Yes, with different approaches. Historically, most pharma companies have either tried to design out the side effects by changing the chemical structure of existing drugs, or to develop new formulations of drugs in order to target the drug more selectively to the cancer, often called the “magic bullet” approach. Unfortunately, there has not been much success using these approaches with front-line cancer therapies. Physicians have generally attacked the problem using trial and error to develop better dosing regimens and combinations of drugs that provide better efficacy with lower side effects. Many of the advances in cancer treatment over the years have come from these efforts. Even so, physicians are often faced with a Hobson’s choice - either limit dosing and reduce the efficacy of a drug, or take the chance that side effects will kill the patient before the cancer does.
Yet another approach is to treat the side effects after they occur. For example, there are many palliative relief medications for mucositis, such as anti-ulcer medications and pain killers. But these usually offer limited relief after most of the damage has been done.
Finally, in some cases, antidote to the chemotherapy can be administered if the side effects become too severe. But of course, this shuts down the efficacy of the drug along with the side effects, so this approach suffers from the same problem as limiting the dosing.
There have been a few other efforts to prevent side effects using drugs that selectively target side effects. Most have failed. We know of two competing efforts underway in other companies which are using repurposed or failed older drugs to prevent mucositis in patients receiving radiation therapy. Another company is attempting to succeed where others have failed by trying to engineer out the side effects of doxorubicin. Over all, there are not many companies attempting to develop side-effect-blocking agents.

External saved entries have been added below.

//! Lists the example catalog.

use anyhow::Result;
use aspen_play_core::config::Config;
use aspen_play_core::examples::catalog_with_extras;

/// Prints one example name per line, built-ins first.
pub fn list(config: &Config) -> Result<()> {
    for example in catalog_with_extras(&config.examples) {
        println!("{}", example.name);
    }
    Ok(())
}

17I understand that drug development normally costs many millions, sometimes even billions, of dollars. How have you accomplished what you have done while spending such a relatively small sum?
Most of the costs of pharmaceutical development occur in later stage, worldwide clinical studies. These costs are generally borne by larger pharmaceutical companies that partner with drug development companies such as ours. Even so, we have made lots of progress at lower costs than most companies would incur. We take pride in running a very lean, focused operation that has allowed us to develop proprietary technology platforms, patent two new drugs, put one of these into human trials, and also advance two other important drug discovery programs. We’re looking to both transform the lives of cancer patients as well as generate a venture capital return for our investors. It’s rare in business when you can do both.
18What makes you think Tosk can succeed given the challenges you face?
We have a patented drug discovery tool that others do not. We call it Optimizing Marketed Drugs™ (OMD™). OMD uses the common fruit fly as a discovery tool to rapidly and inexpensively screen thousands of compounds in order to identify those with the potential to reduce or eliminate toxicity. Texas Tech’s Dr. Thomas, who I mentioned earlier, is a recognized expert in fruit fly biology and has been instrumental in this effort. We move “hits” from this screen into more traditional animal models to confirm safety, adverse effect reduction, and non-interference with the chemotherapeutic effect of the parent compound. Other screening efforts have typically used either cell culture methods, which are low cost but not as specific as whole animals, or an initial screen using rodents, which is time consuming and prohibitively expensive for screening large numbers of compounds. Our kRAS screening technology uses a genetically modified strain of fruit flies with a human cancer gene integrated into its genome. In other respects, it is similar to the OMD technology. And we've have had a recent success, as I mentioned -- our drug TK-90 proved successful in human trials. So it's full speed ahead, as we used to say in the Navy!